Halal grocery store needs to relocate to make way for the facility

Owner Iqbal Malek says his grocery store served up to 20,000 customers per week before the pandemic. The store specializes in halal products that aren't easily found elsewhere. (Paul Borkwood/CBC)

Iqbal Malek has spent more than three decades growing his halal grocery store into a mainstay in the Thorncliffe Park neighbourhood. 

But he may have to move his business to make way for a new Metrolinx facility to service the Ontario Line, a 15-stop subway route slated to run 16 kilometres from the Ontario Science Centre to Ontario Place.

"It was very surprising and really shocking," said Malek. 

The transit agency is set to expropriate a lot on the north side of Overlea Boulevard, between Millwood Road and Thorncliffe Park Drive. 

The 175,000-square-metre site would force the entire plaza to relocate. A mosque also sits on the site but was already slated to move across the street to a property it purchased three years ago.

The new Metrolinx facility will store, inspect, clean and maintain trains for the Ontario Line. (Metrolinx)

When Malek got the news, his first thought was for his customers.

"It will be devastating," he said. "The community [has been] relying on me for more than 35 years. They [have] come to rely and depend on Iqbal foods for what they need on a daily basis." 

The store specializes in halal products and carries culturally appropriate items that aren't easily found in other grocery stores. 

Malek says his store also acts as a community hub for residents, serving up to 20,000 customers a week before the pandemic hit.

'We fully expect' to find homes for businesses: Metrolinx

Malcolm MacKay, the program sponsor of the Ontario Line at Metrolinx, says the regional transit agency is taking residents' concerns seriously and is working with the community to find relocation solutions that suit the needs of each business owner. 

"We fully expect to be able to find homes for every single business that wants to relocate in the neighbourhood," MacKay said. 

But community leaders like Ahmed Hussein, the CEO of a group called The Neighbourhood Organization, have their doubts.

"I don't know how that would be realistic. There is not much real estate in the neighborhood," Hussein said.

Metrolinx says it looked at nine candidate sites for the placement of the facility and landed on East York because it was "implementable and [minimizes] the impact to all the communities." 

Construction on the site is slated to start in 2022. 

The facility will be used to store, inspect, clean and maintain trains, and will accommodate the growing fleet of vehicles in preparation for the Ontario Line. 

'Go back to the drawing board,' councillor tells Metrolinx

The line will provide rapid transit for Thorncliffe Park and relieve congestion in the area, the transit agency says.

Hussein sees the benefits of the new transit route but doesn't want the new facility to cost the community its gathering places. 

"We're for the Ontario Line. We want the line. And I think it's great to have it.
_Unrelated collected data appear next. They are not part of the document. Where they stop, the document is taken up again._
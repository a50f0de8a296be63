//! CLI entry point for Warden.
//!
//! This binary provides the `warden` command with subcommands for
//! initializing a vault, verifying the audit chain, reading audit events
//! and checking role policies.

mod cli;
mod helpers;

use anyhow::{Context, Result};
use clap::Parser;
use tracing::{error, info};
use warden_access::PolicyStore;
use warden_gateway::VaultGateway;
use warden_vault::keychain::FileKeychain;

use cli::{Cli, Commands};
use helpers::{check_policy, format_event, init_tracing, key_authority, load_config, open_audit};

// ---------------------------------------------------------------------------
// Main
// ---------------------------------------------------------------------------

#[tokio::main]
async fn main() -> Result<()> {
    // A missing .env is fine.
    let _ = dotenvy::dotenv();

    let cli = Cli::parse();
    init_tracing(&cli.log_level, cli.json);

    match &cli.command {
        Commands::Init => cmd_init(&cli),
        Commands::Verify => cmd_verify(&cli),
        Commands::Audit { tail, principal } => cmd_audit(&cli, *tail, principal.as_deref()),
        Commands::Policies => cmd_policies(&cli),
        Commands::Check {
            principal,
            secret_type,
            operation,
        } => cmd_check(&cli, principal, secret_type, operation),
    }
}

// ---------------------------------------------------------------------------
// Subcommand: init
// ---------------------------------------------------------------------------

fn cmd_init(cli: &Cli) -> Result<()> {
    let config = load_config(cli)?;
    std::fs::create_dir_all(&config.data_dir).with_context(|| {
        format!("failed to create data directory {}", config.data_dir.display())
    })?;

    let key_file = FileKeychain::default_path(&config.data_dir);
    let existed = key_file.exists();
    let authority = key_authority(&config)?;

    // Opening the gateway creates both databases and the mirror.
    let gateway = VaultGateway::open(config.clone(), authority).context("failed to open vault")?;
    let events = gateway.audit().len()?;
    info!(data_dir = %config.data_dir.display(), events, "vault initialized");

    if cli.json {
        let out = serde_json::json!({
            "data_dir": config.data_dir,
            "master_key": key_file,
            "master_key_created": !existed,
            "secrets_db": config.secrets_path(),
            "audit_db": config.audit_path(),
            "audit_mirror": config.mirror_path(),
            "audit_events": events,
        });
        println!("{}", serde_json::to_string_pretty(&out)?);
        return Ok(());
    }

    println!();
    println!("  Warden vault");
    println!("  ============");
    println!();
    if existed {
        println!("  [=] Master key already present at {}", key_file.display());
    } else {
        println!("  [+] Master key created at {}", key_file.display());
    }
    println!("  [+] Secrets store at {}", config.secrets_path().display());
    println!("  [+] Audit log at {}", config.audit_path().display());
    if let Some(mirror) = config.mirror_path() {
        println!("  [+] Audit mirror at {}", mirror.display());
    }
    println!("  [=] {events} audit events on record");
    println!();
    Ok(())
}

// ---------------------------------------------------------------------------
// Subcommand: verify
// ---------------------------------------------------------------------------

fn cmd_verify(cli: &Cli) -> Result<()> {
    let config = load_config(cli)?;
    let audit = open_audit(&config)?;
    let report = audit.verify_report().context("audit verification failed to run")?;

    if cli.json {
        println!("{}", serde_json::to_string_pretty(&report)?);
    } else {
        println!();
        println!("  Audit chain");
        println!("  ===========");
        println!();
        println!("  Events checked:   {}", report.checked);
        match report.first_broken {
            None => println!("  Hash chain:       OK"),
            Some(seq) => println!("  Hash chain:       BROKEN at sequence {seq}"),
        }
        match (config.mirror_path(), report.mirror_divergence) {
            (None, _) => println!("  Mirror:           not configured"),
            (Some(_), None) => println!("  Mirror:           consistent"),
            (Some(_), Some(seq)) => println!("  Mirror:           DIVERGES at sequence {seq}"),
        }
        println!();
    }

    if !report.valid {
        error!(first_broken = ?report.first_broken, "audit chain integrity violation");
        anyhow::bail!("audit chain failed verification");
    }
    Ok(())
}

// ---------------------------------------------------------------------------
// Subcommand: audit
// ---------------------------------------------------------------------------

fn cmd_audit(cli: &Cli, tail: usize, principal: Option<&str>) -> Result<()> {
    let config = load_config(cli)?;
    let audit = open_audit(&config)?;

    let events = match principal {
        Some(p) => {
            let all = audit.events_for(p)?;
            let skip = all.len().saturating_sub(tail);
            all.into_iter().skip(skip).collect()
        }
        None => audit.tail(tail)?,
    };

    for event in &events {
        if cli.json {
            println!("{}", serde_json::to_string(event)?);
        } else {
            println!("{}", format_event(event));
        }
    }
    Ok(())
}

// ---------------------------------------------------------------------------
// Subcommand: policies
// ---------------------------------------------------------------------------

fn cmd_policies(cli: &Cli) -> Result<()> {
    let config = load_config(cli)?;
    let store = PolicyStore::new(config.policy_set()).context("invalid policy set")?;

    if cli.json {
        println!("{}", serde_json::to_string_pretty(store.policy_set())?);
        return Ok(());
    }

    println!();
    for (name, policy) in store.roles() {
        let types: Vec<&str> = policy.allowed_types.iter().map(|t| t.as_str()).collect();
        let ops: Vec<&str> = policy.allowed_operations.iter().map(|o| o.as_str()).collect();
        println!("  [{name}]");
        println!("    types:          {}", types.join(", "));
        println!("    operations:     {}", ops.join(", "));
        println!("    max level:      {}", policy.max_level);
        println!(
            "    rate:           {} per {}s",
            policy.rate_limit, policy.rate_window_secs
        );
        println!("    session ttl:    {}s", policy.session_ttl_secs);
        if policy.requires_justification {
            println!("    justification:  required");
        }
        if policy.allow_cross_tenant {
            println!("    cross-tenant:   allowed");
        }
        println!();
    }

    let assignments: Vec<_> = store.assignments().collect();
    if !assignments.is_empty() {
        println!("  Assignments");
        for (principal, role) in assignments {
            println!("    {principal:<20} -> {role}");
        }
        println!();
    }
    Ok(())
}

// ---------------------------------------------------------------------------
// Subcommand: check
// ---------------------------------------------------------------------------

fn cmd_check(cli: &Cli, principal: &str, secret_type: &str, operation: &str) -> Result<()> {
    let config = load_config(cli)?;
    let store = PolicyStore::new(config.policy_set()).context("invalid policy set")?;
    let check = check_policy(&store, principal, secret_type, operation)?;

    if cli.json {
        println!("{}", serde_json::to_string_pretty(&check)?);
    } else {
        let role = check.role.as_deref().unwrap_or("-");
        if check.permitted {
            let level = check
                .max_level
                .map(|l| l.to_string())
                .unwrap_or_default();
            println!(
                "  PERMIT  {principal} ({role}) {} {} up to {level}",
                check.operation, check.secret_type
            );
            if check.requires_justification {
                println!("          justification required");
            }
        } else {
            println!(
                "  DENY    {principal} ({role}) {} {}",
                check.operation, check.secret_type
            );
            for problem in &check.problems {
                println!("          {problem}");
            }
        }
    }

    if !check.permitted {
        std::process::exit(1);
    }
    Ok(())
}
But I think the cost-benefit analysis, the impact to the community is significant," he said.

The Ontario Line will be a 15-stop route that's slated to run 16 kilometres from the Ontario Science Centre to Ontario Place. (Metrolinx)

Coun. Jaye Robinson, who represents Ward 15, Don Valley West, says if the facility comes to fruition, it will be like "losing the heart and soul of Thorncliffe Park."

Robinson calls the move insensitive and urges Metrolinx to rethink the placement of the site.

"Metrolinx needs to go back to the drawing board and revisit these decisions and include the community as part of the process," she said. 

Mosque pushing for Iqbal to stay close

The Islamic Society of Toronto also sits on Metrolinx's preferred site, but the mosque was already planning to move by the end of next year to 20 Overlea Blvd., a location it bought in 2018.

"We're lucky we got the other building. That's not going to be touched. So that's why our congregants are not too concerned about it," said Ilyas Mulla, secretary for the mosque.

In the meantime, Mulla says the mosque is pushing to keep Iqbal Halal Foods close by, saying residents often shop and attend the mosque at the same time. 

Malek says if Metrolinx is able to find a space that meets the needs of his customers, he would be willing to move.

Until then, he says he's just hoping for the best. 

"It's all in limbo, it's in the air right now and it's very stressful."